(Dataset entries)
####################
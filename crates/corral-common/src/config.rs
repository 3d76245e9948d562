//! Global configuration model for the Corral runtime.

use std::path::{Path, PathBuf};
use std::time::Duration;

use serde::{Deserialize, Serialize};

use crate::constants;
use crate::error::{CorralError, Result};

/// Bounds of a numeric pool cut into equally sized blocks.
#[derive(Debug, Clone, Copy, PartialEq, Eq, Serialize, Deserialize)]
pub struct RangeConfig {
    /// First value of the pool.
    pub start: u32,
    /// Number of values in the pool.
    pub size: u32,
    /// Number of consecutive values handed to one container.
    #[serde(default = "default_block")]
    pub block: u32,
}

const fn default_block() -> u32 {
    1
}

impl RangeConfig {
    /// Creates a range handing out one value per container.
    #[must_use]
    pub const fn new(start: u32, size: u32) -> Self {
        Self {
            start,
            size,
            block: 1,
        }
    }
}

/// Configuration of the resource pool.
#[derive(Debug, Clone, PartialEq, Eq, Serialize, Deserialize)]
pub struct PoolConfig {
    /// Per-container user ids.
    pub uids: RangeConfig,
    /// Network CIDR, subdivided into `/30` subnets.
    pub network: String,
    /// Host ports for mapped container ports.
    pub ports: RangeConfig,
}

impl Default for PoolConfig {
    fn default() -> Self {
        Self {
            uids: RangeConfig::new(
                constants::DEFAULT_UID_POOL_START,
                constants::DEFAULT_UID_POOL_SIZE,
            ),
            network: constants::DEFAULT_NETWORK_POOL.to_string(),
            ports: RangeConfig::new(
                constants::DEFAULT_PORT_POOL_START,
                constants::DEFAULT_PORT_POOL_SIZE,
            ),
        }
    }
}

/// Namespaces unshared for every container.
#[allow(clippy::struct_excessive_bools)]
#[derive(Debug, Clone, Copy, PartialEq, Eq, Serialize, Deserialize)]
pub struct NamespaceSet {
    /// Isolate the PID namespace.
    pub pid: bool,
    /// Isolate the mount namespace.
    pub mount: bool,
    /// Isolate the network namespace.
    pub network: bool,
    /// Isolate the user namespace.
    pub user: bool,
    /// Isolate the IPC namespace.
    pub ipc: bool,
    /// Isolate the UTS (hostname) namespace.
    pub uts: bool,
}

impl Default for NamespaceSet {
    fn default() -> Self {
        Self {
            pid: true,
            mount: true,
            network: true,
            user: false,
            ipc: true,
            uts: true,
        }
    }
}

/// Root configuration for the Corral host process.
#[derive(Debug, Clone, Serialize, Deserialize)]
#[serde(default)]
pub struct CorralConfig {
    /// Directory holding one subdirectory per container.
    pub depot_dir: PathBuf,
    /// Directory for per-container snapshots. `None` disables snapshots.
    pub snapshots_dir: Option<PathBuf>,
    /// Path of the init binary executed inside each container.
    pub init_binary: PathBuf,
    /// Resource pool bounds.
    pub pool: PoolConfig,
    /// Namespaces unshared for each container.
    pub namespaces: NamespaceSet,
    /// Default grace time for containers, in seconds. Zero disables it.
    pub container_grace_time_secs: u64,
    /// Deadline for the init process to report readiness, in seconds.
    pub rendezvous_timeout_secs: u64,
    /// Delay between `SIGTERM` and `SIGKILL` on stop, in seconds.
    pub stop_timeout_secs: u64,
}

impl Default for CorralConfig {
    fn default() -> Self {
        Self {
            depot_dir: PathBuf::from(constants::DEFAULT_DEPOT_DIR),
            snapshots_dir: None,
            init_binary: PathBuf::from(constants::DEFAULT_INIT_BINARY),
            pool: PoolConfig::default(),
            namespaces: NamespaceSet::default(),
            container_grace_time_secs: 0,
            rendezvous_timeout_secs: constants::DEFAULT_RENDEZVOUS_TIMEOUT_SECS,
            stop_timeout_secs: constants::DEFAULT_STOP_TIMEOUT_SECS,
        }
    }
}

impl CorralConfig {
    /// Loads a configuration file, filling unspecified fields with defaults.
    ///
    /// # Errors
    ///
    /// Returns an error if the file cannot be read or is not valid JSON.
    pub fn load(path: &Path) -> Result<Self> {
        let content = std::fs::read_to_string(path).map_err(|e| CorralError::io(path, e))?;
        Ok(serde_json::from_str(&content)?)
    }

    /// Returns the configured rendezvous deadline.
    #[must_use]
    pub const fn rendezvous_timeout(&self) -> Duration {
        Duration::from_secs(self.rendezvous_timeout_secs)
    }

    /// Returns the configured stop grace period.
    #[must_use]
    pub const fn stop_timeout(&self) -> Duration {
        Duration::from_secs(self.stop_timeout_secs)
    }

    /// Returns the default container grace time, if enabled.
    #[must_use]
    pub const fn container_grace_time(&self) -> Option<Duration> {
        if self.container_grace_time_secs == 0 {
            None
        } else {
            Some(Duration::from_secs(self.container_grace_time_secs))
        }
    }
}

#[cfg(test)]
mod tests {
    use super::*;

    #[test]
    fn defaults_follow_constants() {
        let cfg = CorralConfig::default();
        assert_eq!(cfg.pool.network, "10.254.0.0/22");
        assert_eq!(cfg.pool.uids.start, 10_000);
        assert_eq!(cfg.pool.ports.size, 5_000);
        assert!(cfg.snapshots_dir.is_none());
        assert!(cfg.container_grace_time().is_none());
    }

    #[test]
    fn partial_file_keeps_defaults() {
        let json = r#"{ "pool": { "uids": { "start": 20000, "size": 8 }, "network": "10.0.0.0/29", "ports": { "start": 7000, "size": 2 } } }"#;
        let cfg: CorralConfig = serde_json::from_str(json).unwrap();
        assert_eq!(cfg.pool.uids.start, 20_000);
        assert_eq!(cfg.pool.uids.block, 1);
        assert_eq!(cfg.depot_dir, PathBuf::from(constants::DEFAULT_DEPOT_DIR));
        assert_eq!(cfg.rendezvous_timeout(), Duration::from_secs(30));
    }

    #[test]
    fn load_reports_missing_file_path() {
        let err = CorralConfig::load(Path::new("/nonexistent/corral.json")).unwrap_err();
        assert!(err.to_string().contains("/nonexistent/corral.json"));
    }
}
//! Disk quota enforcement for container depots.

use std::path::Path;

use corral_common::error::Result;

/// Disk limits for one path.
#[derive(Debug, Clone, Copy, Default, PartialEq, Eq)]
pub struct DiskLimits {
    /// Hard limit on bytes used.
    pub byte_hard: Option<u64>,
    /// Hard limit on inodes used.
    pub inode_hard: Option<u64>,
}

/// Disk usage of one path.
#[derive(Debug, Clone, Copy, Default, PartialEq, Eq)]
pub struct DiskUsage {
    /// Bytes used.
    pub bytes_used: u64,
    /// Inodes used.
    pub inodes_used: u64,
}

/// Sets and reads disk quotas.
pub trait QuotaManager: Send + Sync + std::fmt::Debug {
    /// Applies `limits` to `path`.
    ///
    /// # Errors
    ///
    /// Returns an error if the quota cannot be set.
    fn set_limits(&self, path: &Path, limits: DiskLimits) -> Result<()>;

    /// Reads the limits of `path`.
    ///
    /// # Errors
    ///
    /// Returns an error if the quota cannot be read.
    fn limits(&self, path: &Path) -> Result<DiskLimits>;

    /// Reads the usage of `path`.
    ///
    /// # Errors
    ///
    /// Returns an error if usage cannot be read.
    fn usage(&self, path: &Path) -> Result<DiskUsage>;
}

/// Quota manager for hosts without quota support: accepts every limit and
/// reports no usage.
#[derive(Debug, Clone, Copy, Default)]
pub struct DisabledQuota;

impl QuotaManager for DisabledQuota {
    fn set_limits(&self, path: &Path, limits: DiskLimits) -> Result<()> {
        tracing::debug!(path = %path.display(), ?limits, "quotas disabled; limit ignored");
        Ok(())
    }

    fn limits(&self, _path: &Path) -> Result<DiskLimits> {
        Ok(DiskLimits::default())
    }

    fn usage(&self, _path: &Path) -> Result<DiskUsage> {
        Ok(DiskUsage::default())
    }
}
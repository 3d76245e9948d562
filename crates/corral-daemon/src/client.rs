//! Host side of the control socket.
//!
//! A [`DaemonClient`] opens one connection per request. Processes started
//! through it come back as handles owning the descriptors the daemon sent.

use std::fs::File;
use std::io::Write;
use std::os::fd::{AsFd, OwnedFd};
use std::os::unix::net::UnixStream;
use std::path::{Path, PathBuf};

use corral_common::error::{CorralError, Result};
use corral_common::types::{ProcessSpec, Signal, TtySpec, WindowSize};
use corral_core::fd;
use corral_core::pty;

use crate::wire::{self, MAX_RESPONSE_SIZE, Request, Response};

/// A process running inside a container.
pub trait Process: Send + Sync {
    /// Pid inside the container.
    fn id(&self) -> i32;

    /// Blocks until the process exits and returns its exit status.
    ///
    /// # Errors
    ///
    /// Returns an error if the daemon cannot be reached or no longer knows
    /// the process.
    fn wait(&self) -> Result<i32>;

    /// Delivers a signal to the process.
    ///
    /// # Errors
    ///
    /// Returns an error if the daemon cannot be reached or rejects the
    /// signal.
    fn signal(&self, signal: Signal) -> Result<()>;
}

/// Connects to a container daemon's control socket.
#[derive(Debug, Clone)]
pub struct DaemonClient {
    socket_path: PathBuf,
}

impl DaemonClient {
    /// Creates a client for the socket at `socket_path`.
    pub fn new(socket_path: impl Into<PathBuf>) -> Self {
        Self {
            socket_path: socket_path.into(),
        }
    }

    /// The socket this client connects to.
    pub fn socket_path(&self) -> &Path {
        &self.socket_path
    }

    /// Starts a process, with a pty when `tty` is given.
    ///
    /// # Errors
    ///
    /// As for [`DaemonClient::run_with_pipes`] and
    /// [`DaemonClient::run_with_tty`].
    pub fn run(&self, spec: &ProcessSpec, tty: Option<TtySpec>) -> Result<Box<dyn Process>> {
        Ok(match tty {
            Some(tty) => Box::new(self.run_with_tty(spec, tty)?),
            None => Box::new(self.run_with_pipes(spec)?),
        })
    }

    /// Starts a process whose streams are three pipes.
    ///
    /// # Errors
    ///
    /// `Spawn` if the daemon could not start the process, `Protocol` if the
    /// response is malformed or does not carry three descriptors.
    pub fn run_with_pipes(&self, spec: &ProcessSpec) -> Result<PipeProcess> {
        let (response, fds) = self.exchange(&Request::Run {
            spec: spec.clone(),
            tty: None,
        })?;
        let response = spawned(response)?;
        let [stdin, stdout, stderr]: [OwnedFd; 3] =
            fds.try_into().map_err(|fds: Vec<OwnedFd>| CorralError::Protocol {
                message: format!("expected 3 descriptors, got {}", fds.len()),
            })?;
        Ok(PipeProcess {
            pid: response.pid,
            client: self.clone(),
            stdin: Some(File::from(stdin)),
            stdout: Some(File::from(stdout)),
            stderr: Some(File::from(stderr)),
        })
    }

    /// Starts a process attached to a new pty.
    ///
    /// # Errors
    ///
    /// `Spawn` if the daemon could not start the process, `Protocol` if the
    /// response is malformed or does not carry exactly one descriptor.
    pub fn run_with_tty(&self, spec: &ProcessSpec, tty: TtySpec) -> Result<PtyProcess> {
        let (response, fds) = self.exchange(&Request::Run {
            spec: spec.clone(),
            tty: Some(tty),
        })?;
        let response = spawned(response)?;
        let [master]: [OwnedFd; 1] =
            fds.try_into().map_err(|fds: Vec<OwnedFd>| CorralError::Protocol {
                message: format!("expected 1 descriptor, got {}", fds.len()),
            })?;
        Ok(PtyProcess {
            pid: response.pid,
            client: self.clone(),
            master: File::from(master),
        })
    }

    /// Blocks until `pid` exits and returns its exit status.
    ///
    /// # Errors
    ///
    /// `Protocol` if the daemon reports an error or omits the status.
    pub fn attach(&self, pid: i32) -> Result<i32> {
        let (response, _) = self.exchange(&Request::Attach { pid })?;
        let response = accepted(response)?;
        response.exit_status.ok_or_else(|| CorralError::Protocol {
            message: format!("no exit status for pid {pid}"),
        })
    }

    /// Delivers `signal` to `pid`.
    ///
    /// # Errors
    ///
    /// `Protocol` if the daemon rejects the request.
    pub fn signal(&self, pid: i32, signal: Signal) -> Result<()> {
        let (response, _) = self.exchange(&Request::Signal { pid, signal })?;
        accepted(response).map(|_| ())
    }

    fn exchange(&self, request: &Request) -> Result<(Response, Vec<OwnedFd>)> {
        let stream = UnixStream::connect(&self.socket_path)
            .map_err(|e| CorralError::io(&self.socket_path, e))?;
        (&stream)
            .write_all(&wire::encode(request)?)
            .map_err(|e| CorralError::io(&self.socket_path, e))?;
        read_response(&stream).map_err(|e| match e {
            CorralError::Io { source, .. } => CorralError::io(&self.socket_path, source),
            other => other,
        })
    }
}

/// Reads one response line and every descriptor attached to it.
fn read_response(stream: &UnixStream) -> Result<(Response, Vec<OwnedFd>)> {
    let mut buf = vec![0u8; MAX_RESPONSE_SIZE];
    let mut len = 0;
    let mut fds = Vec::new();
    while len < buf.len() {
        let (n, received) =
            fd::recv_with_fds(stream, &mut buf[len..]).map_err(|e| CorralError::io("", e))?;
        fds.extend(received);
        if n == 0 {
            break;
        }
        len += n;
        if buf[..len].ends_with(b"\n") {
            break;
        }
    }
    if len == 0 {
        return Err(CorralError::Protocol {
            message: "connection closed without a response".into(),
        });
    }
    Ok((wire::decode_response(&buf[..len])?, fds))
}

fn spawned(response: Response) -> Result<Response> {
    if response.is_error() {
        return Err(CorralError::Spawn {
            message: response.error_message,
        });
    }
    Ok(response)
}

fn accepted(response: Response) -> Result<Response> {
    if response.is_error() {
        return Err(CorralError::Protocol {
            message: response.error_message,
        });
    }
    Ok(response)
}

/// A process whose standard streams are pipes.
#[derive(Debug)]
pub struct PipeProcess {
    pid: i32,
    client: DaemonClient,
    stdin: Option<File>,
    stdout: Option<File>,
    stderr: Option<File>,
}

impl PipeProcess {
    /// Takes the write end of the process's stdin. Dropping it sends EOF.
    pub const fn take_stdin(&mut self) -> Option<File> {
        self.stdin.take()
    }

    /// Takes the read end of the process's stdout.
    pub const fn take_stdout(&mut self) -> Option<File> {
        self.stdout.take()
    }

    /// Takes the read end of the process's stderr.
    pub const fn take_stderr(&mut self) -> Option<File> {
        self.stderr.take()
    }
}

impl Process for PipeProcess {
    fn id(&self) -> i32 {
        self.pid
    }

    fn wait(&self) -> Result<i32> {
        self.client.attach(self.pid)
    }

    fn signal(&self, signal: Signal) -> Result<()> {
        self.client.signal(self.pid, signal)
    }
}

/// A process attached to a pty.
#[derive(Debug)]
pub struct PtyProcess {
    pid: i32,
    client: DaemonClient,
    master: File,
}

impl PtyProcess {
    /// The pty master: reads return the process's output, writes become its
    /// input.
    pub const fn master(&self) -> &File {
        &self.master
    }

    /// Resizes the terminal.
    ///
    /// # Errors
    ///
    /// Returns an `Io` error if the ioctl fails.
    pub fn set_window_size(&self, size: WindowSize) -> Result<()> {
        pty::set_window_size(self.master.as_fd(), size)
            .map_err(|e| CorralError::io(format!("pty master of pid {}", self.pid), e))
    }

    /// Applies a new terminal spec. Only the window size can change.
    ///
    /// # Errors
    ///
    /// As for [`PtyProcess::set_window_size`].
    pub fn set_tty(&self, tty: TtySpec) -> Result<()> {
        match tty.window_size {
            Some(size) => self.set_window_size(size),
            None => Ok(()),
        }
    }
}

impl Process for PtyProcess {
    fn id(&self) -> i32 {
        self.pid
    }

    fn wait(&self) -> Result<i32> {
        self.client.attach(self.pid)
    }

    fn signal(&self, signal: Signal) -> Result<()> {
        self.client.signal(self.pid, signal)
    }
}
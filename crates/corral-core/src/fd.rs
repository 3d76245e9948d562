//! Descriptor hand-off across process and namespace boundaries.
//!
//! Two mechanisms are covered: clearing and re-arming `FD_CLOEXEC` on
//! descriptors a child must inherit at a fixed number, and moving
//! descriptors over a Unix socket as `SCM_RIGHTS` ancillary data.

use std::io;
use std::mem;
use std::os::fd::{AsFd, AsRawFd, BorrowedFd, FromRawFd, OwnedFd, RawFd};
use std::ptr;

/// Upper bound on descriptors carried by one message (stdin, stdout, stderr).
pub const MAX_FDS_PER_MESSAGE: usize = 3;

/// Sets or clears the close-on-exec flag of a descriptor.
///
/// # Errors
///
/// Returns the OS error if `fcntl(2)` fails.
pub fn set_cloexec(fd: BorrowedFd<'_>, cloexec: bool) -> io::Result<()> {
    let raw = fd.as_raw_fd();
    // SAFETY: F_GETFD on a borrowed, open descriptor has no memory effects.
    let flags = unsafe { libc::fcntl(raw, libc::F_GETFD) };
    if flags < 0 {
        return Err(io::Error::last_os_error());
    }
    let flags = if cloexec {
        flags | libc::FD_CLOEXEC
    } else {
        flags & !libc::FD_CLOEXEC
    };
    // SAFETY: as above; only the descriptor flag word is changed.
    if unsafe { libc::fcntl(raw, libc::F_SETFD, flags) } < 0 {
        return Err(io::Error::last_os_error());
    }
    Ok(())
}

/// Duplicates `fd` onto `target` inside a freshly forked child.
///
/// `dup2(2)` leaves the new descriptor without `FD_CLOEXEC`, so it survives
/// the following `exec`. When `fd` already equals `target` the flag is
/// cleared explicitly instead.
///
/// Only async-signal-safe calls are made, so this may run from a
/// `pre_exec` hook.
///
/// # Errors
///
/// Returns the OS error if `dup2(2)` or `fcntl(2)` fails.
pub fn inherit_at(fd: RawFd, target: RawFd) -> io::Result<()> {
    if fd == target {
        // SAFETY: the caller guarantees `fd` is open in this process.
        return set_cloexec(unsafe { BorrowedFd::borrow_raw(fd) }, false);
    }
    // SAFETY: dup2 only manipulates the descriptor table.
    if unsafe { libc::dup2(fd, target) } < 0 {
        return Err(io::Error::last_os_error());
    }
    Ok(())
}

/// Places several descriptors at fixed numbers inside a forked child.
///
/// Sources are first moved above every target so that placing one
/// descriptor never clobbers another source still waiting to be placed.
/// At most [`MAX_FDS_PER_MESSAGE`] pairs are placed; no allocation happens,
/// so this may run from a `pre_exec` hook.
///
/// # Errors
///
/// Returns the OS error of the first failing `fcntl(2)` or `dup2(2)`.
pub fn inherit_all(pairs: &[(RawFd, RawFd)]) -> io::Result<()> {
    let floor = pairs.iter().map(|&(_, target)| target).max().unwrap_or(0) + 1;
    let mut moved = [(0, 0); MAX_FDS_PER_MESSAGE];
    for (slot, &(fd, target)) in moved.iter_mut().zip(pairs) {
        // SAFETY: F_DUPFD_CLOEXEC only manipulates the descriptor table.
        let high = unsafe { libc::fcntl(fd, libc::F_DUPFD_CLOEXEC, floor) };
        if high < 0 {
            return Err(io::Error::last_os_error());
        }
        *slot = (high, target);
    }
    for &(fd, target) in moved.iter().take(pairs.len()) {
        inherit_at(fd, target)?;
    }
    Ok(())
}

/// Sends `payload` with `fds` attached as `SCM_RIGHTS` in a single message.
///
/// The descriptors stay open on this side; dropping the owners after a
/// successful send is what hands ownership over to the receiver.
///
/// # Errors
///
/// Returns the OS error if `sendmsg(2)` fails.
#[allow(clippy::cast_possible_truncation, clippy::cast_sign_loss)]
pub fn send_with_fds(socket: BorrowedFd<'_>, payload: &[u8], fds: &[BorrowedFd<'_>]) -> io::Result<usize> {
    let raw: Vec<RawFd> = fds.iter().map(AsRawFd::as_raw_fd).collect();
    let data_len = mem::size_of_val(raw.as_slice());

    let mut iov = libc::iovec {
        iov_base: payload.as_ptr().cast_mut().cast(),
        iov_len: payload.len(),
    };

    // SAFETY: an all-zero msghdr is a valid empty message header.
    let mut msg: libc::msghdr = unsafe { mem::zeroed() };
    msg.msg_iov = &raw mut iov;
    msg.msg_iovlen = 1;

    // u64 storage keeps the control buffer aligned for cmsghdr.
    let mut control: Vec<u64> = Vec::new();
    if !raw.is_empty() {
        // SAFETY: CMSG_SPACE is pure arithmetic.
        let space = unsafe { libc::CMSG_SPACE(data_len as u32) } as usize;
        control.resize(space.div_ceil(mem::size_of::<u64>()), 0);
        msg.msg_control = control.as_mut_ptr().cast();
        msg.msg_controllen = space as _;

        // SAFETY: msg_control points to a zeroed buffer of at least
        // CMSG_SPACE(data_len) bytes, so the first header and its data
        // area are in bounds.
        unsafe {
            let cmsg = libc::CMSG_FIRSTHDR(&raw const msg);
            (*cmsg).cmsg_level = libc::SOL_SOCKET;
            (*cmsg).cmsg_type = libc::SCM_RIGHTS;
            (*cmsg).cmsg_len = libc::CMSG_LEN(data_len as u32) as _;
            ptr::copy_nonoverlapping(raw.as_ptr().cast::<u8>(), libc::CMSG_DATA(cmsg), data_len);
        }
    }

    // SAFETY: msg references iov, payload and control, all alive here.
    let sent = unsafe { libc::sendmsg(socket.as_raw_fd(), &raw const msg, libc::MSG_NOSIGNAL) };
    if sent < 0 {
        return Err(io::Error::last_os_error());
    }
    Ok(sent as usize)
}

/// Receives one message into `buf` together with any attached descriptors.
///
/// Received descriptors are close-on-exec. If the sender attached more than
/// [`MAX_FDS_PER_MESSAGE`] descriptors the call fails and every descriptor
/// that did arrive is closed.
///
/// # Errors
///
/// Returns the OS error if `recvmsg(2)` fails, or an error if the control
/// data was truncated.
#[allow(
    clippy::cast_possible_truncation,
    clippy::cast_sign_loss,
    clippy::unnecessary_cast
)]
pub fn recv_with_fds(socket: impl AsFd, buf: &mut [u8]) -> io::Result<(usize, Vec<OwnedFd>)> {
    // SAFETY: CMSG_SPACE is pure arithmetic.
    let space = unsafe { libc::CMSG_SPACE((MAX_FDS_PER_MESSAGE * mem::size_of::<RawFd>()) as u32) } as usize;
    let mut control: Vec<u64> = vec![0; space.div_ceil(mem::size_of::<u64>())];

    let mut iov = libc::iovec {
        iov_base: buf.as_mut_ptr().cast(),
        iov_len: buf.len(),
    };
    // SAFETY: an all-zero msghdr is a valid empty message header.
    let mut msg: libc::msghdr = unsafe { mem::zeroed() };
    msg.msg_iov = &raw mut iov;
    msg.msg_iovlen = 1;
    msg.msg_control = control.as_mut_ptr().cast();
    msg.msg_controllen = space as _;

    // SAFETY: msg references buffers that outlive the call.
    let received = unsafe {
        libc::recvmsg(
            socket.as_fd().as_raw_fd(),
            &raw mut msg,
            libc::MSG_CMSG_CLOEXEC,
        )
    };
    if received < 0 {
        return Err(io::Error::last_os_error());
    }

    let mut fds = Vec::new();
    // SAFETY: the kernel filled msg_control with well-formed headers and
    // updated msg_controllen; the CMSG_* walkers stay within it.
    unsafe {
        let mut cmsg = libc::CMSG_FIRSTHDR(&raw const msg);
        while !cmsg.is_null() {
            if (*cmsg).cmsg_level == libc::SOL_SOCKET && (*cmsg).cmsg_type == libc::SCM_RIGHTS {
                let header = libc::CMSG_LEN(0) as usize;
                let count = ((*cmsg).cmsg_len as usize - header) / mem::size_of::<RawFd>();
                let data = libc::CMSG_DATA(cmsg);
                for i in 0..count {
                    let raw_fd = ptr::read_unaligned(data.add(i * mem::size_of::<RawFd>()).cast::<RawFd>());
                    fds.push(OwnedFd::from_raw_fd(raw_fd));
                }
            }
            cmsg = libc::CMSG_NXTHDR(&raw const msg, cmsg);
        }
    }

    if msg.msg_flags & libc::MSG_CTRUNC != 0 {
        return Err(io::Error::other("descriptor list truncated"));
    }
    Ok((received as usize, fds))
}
####################
**AIM OF THE TASK**
Your answer should be the exact lines above from the one with "(*cmsg).cmsg_level = libc::SOL_SOCKET;" through the one with "if sent < 0", both included, and nothing besides.

**TASK ANSWER**
            (*cmsg).cmsg_level = libc::SOL_SOCKET;
            (*cmsg).cmsg_type = libc::SCM_RIGHTS;
            (*cmsg).cmsg_len = libc::CMSG_LEN(data_len as u32) as _;
            ptr::copy_nonoverlapping(raw.as_ptr().cast::<u8>(), libc::CMSG_DATA(cmsg), data_len);
        }
    }

    // SAFETY: msg references iov, payload and control, all alive here.
    let sent = unsafe { libc::sendmsg(socket.as_raw_fd(), &raw const msg, libc::MSG_NOSIGNAL) };
    if sent < 0 {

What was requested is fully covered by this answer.